10 things journalists hate to hear

For us PR and comms professionals, we love nothing more than to chase that all-important coverage. But in the pursuit of achieving greatness for our clients, we often overlook some things that can lead to us not respecting our journalist friends quite as much as we perhaps should do. 

That’s putting it lightly. A quick Google search around this subject brings up 243,000 results, and there are many forums where you can see bad practices being called out bluntly. It’s also a pastime for many journalists to very publicly name and shame bad, annoying or downright wrong practices over on Twitter. 

Any PR and comms pro worth their salt will not only want to avoid being ‘outed’ by a journalist on social media, but will actively ensure they aren’t doing the things that will rile them up. 

So, what should we be aware of and what should we refrain from doing? We asked some journalists nearest and dearest to the Gallium team to find out what they never want to see — and what works for them.
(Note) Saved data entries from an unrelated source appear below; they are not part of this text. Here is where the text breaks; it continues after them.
//! Patch command data model

// SPDX-FileCopyrightText: © 2023 Marcus Rowe <undisbeliever@gmail.com>
//
// SPDX-License-Identifier: MIT

use crate::errors::{PatchError, ValueError};

use serde::de::{self, Visitor};
use serde::{Deserialize, Deserializer};

use std::str::FromStr;

// Command codes MUST match the console sound engine headers.
pub mod command_codes {
    pub const ENV_SPEED: u8 = 0;
    pub const NOISE_PARAMS: u8 = 1;
    pub const WAVE: u8 = 2;
    pub const NOTE_UP: u8 = 3;
    pub const NOTE_DOWN: u8 = 4;
    pub const NOTE_CUT: u8 = 5;
    pub const NOTE_HOLD: u8 = 6;
    pub const ENV_VOL: u8 = 7;
    pub const PITCH: u8 = 8;
    pub const TREMOLO_LEVEL: u8 = 9;
    pub const TREMOLO_RATE: u8 = 10;
    pub const SLIDE: u8 = 11;
    pub const SLIDE_SPEED: u8 = 12;
    pub const LOOP_START: u8 = 13;
    pub const LOOP_END: u8 = 14;
    pub const PATCH_END: u8 = 15;
}

pub const N_OPCODES: usize = 16;

#[derive(Debug, Clone, Copy, PartialEq, Eq)]
pub enum Opcode {
    EnvSpeed,
    NoiseParams,
    Wave,
    NoteUp,
    NoteDown,
    NoteCut,
    NoteHold,
    EnvVol,
    Pitch,
    TremoloLevel,
    TremoloRate,
    Slide,
    SlideSpeed,
    LoopStart,
    LoopEnd,
    PatchEnd,
}

impl Opcode {
    pub const fn code(self) -> u8 {
        match self {
            Opcode::EnvSpeed => command_codes::ENV_SPEED,
            Opcode::NoiseParams => command_codes::NOISE_PARAMS,
            Opcode::Wave => command_codes::WAVE,
            Opcode::NoteUp => command_codes::NOTE_UP,
            Opcode::NoteDown => command_codes::NOTE_DOWN,
            Opcode::NoteCut => command_codes::NOTE_CUT,
            Opcode::NoteHold => command_codes::NOTE_HOLD,
            Opcode::EnvVol => command_codes::ENV_VOL,
            Opcode::Pitch => command_codes::PITCH,
            Opcode::TremoloLevel => command_codes::TREMOLO_LEVEL,
            Opcode::TremoloRate => command_codes::TREMOLO_RATE,
            Opcode::Slide => command_codes::SLIDE,
            Opcode::SlideSpeed => command_codes::SLIDE_SPEED,
            Opcode::LoopStart => command_codes::LOOP_START,
            Opcode::LoopEnd => command_codes::LOOP_END,
            Opcode::PatchEnd => command_codes::PATCH_END,
        }
    }

    pub fn from_code(code: u8) -> Option<Opcode> {
        match code {
            command_codes::ENV_SPEED => Some(Opcode::EnvSpeed),
            command_codes::NOISE_PARAMS => Some(Opcode::NoiseParams),
            command_codes::WAVE => Some(Opcode::Wave),
            command_codes::NOTE_UP => Some(Opcode::NoteUp),
            command_codes::NOTE_DOWN => Some(Opcode::NoteDown),
            command_codes::NOTE_CUT => Some(Opcode::NoteCut),
            command_codes::NOTE_HOLD => Some(Opcode::NoteHold),
            command_codes::ENV_VOL => Some(Opcode::EnvVol),
            command_codes::PITCH => Some(Opcode::Pitch),
            command_codes::TREMOLO_LEVEL => Some(Opcode::TremoloLevel),
            command_codes::TREMOLO_RATE => Some(Opcode::TremoloRate),
            command_codes::SLIDE => Some(Opcode::Slide),
            command_codes::SLIDE_SPEED => Some(Opcode::SlideSpeed),
            command_codes::LOOP_START => Some(Opcode::LoopStart),
            command_codes::LOOP_END => Some(Opcode::LoopEnd),
            command_codes::PATCH_END => Some(Opcode::PatchEnd),
            _ => None,
        }
    }

    pub const fn name(self) -> &'static str {
        match self {
            Opcode::EnvSpeed => "ENV_SPEED",
            Opcode::NoiseParams => "NOISE_PARAMS",
            Opcode::Wave => "WAVE",
            Opcode::NoteUp => "NOTE_UP",
            Opcode::NoteDown => "NOTE_DOWN",
            Opcode::NoteCut => "NOTE_CUT",
            Opcode::NoteHold => "NOTE_HOLD",
            Opcode::EnvVol => "ENV_VOL",
            Opcode::Pitch => "PITCH",
            Opcode::TremoloLevel => "TREMOLO_LEVEL",
            Opcode::TremoloRate => "TREMOLO_RATE",
            Opcode::Slide => "SLIDE",
            Opcode::SlideSpeed => "SLIDE_SPEED",
            Opcode::LoopStart => "LOOP_START",
            Opcode::LoopEnd => "LOOP_END",
            Opcode::PatchEnd => "PATCH_END",
        }
    }
}

impl FromStr for Opcode {
    type Err = ValueError;

    fn from_str(s: &str) -> Result<Self, Self::Err> {
        // The console headers spell these `PC_ENV_SPEED`, except for `PATCH_END`.
        let n = s.strip_prefix("PC_").unwrap_or(s);

        match n {
            "ENV_SPEED" => Ok(Opcode::EnvSpeed),
            "NOISE_PARAMS" => Ok(Opcode::NoiseParams),
            "WAVE" => Ok(Opcode::Wave),
            "NOTE_UP" => Ok(Opcode::NoteUp),
            "NOTE_DOWN" => Ok(Opcode::NoteDown),
            "NOTE_CUT" => Ok(Opcode::NoteCut),
            "NOTE_HOLD" => Ok(Opcode::NoteHold),
            "ENV_VOL" => Ok(Opcode::EnvVol),
            "PITCH" => Ok(Opcode::Pitch),
            "TREMOLO_LEVEL" => Ok(Opcode::TremoloLevel),
            "TREMOLO_RATE" => Ok(Opcode::TremoloRate),
            "SLIDE" => Ok(Opcode::Slide),
            "SLIDE_SPEED" => Ok(Opcode::SlideSpeed),
            "LOOP_START" => Ok(Opcode::LoopStart),
            "LOOP_END" => Ok(Opcode::LoopEnd),
            "PATCH_END" => Ok(Opcode::PatchEnd),
            _ => Err(ValueError::UnknownOpcodeName(s.to_owned())),
        }
    }
}

impl<'de> Deserialize<'de> for Opcode {
    fn deserialize<D>(deserializer: D) -> Result<Opcode, D::Error>
    where
        D: Deserializer<'de>,
    {
        struct OpcodeVisitor;

        impl Visitor<'_> for OpcodeVisitor {
            type Value = Opcode;

            fn expecting(&self, f: &mut std::fmt::Formatter) -> std::fmt::Result {
                f.write_str("a patch command name or code")
            }

            fn visit_str<E: de::Error>(self, s: &str) -> Result<Opcode, E> {
                s.parse().map_err(E::custom)
            }

            fn visit_u64<E: de::Error>(self, v: u64) -> Result<Opcode, E> {
                u8::try_from(v)
                    .ok()
                    .and_then(Opcode::from_code)
                    .ok_or_else(|| E::custom(ValueError::UnknownOpcodeCode(v)))
            }
        }

        deserializer.deserialize_any(OpcodeVisitor)
    }
}

/// One patch command.
///
/// `delay` frames of audio are rendered with the current synthesis state
/// before the opcode takes effect.  The valid range and signedness of
/// `param` depend on the opcode and are checked by the interpreter.
#[derive(Debug, Clone, Copy, PartialEq, Eq)]
pub struct Command {
    pub delay: u8,
    pub opcode: Opcode,
    pub param: i32,
}

/// An ordered program of commands describing one sound.
#[derive(Debug, Clone, PartialEq, Eq)]
pub struct Patch {
    commands: Vec<Command>,
}

impl Patch {
    pub fn new(commands: Vec<Command>) -> Patch {
        Patch { commands }
    }

    pub fn commands(&self) -> &[Command] {
        &self.commands
    }

    pub fn len(&self) -> usize {
        self.commands.len()
    }

    pub fn is_empty(&self) -> bool {
        self.commands.is_empty()
    }

    /// Builds a patch out of the flat `delay, opcode, parameter, ...` value
    /// list emitted by the patch importers.
    pub fn from_flat_values(values: &[i32]) -> Result<Patch, PatchError> {
        if values.len() % 3 != 0 {
            return Err(PatchError::NotCommandTriples(values.len()));
        }

        let mut commands = Vec::with_capacity(values.len() / 3);

        for (i, v) in values.chunks_exact(3).enumerate() {
            let delay = match u8::try_from(v[0]) {
                Ok(d) => d,
                Err(_) => {
                    return Err(PatchError::DelayOutOfRange {
                        command: i + 1,
                        value: v[0],
                    })
                }
            };
            let opcode = match u8::try_from(v[1]).ok().and_then(Opcode::from_code) {
                Some(o) => o,
                None => {
                    return Err(PatchError::UnknownOpcode {
                        command: i + 1,
                        code: v[1],
                    })
                }
            };

            commands.push(Command {
                delay,
                opcode,
                param: v[2],
            });
        }

        Ok(Patch { commands })
    }

    /// A patch is noise-driven if any of its commands is `NOISE_PARAMS`.
    ///
    /// The mode is decided for the whole patch before synthesis begins;
    /// mixing wavetable and noise output in one patch is not representable.
    pub fn is_noise_patch(&self) -> bool {
        self.commands
            .iter()
            .any(|c| c.opcode == Opcode::NoiseParams)
    }
}

#[cfg(test)]
mod tests {
    use super::*;

    #[test]
    fn opcode_codes_round_trip() {
        for code in 0..N_OPCODES as u8 {
            let op = Opcode::from_code(code).unwrap();
            assert_eq!(op.code(), code);
            assert_eq!(op.name().parse::<Opcode>().unwrap(), op);
        }
        assert!(Opcode::from_code(16).is_none());
    }

    #[test]
    fn opcode_names_accept_console_prefix() {
        assert_eq!("PC_NOTE_UP".parse::<Opcode>().unwrap(), Opcode::NoteUp);
        assert_eq!("PATCH_END".parse::<Opcode>().unwrap(), Opcode::PatchEnd);
        assert!("NOTE_SIDEWAYS".parse::<Opcode>().is_err());
    }

    #[test]
    fn flat_values() {
        let p = Patch::from_flat_values(&[0, 8, 60, 10, 15, 0]).unwrap();
        assert_eq!(
            p.commands(),
            &[
                Command {
                    delay: 0,
                    opcode: Opcode::Pitch,
                    param: 60
                },
                Command {
                    delay: 10,
                    opcode: Opcode::PatchEnd,
                    param: 0
                },
            ]
        );
        assert!(!p.is_noise_patch());

        assert_eq!(
            Patch::from_flat_values(&[0, 8]),
            Err(PatchError::NotCommandTriples(2))
        );
        assert_eq!(
            Patch::from_flat_values(&[256, 8, 60]),
            Err(PatchError::DelayOutOfRange {
                command: 1,
                value: 256
            })
        );
        assert_eq!(
            Patch::from_flat_values(&[0, 15, 0, 0, 99, 0]),
            Err(PatchError::UnknownOpcode {
                command: 2,
                code: 99
            })
        );
    }

    #[test]
    fn noise_patch_scan() {
        let p = Patch::from_flat_values(&[0, 7, 128, 0, 1, 3, 60, 15, 0]).unwrap();
        assert!(p.is_noise_patch());
    }
}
Sending irrelevant stories

Journalists are often paid to write about a specific thing — a beat. This can be quite wide or very narrowly defined. For example, tech journalists may cover just Silicon Valley giants, or only focus on early-stage startups. It’s on us professionals to know what specific area or areas the journalist we are pitching to covers. 

Why? Because being irrelevant can get you blacklisted and ignored, according to an editor at a crypto publication. “Our inboxes are flooded with irrelevant stuff, and in most cases there’s been no effort to establish whether it relates to a writers’ particular beat.”

How do we avoid this? Easy: read what they publish. Look at what your target journalist has written about recently, and send stories that are aligned with that. 

“Just something as simple as ‘I read your story on crypto regulation, here’s a related pitch’ would be a massive step up,” according to one crypto editor. 

Understanding what constitutes ‘news’

As PR and comms pros, one of the most critical elements of our job is getting our clients’ news front and centre. But sometimes, the quality of that news can be questionable.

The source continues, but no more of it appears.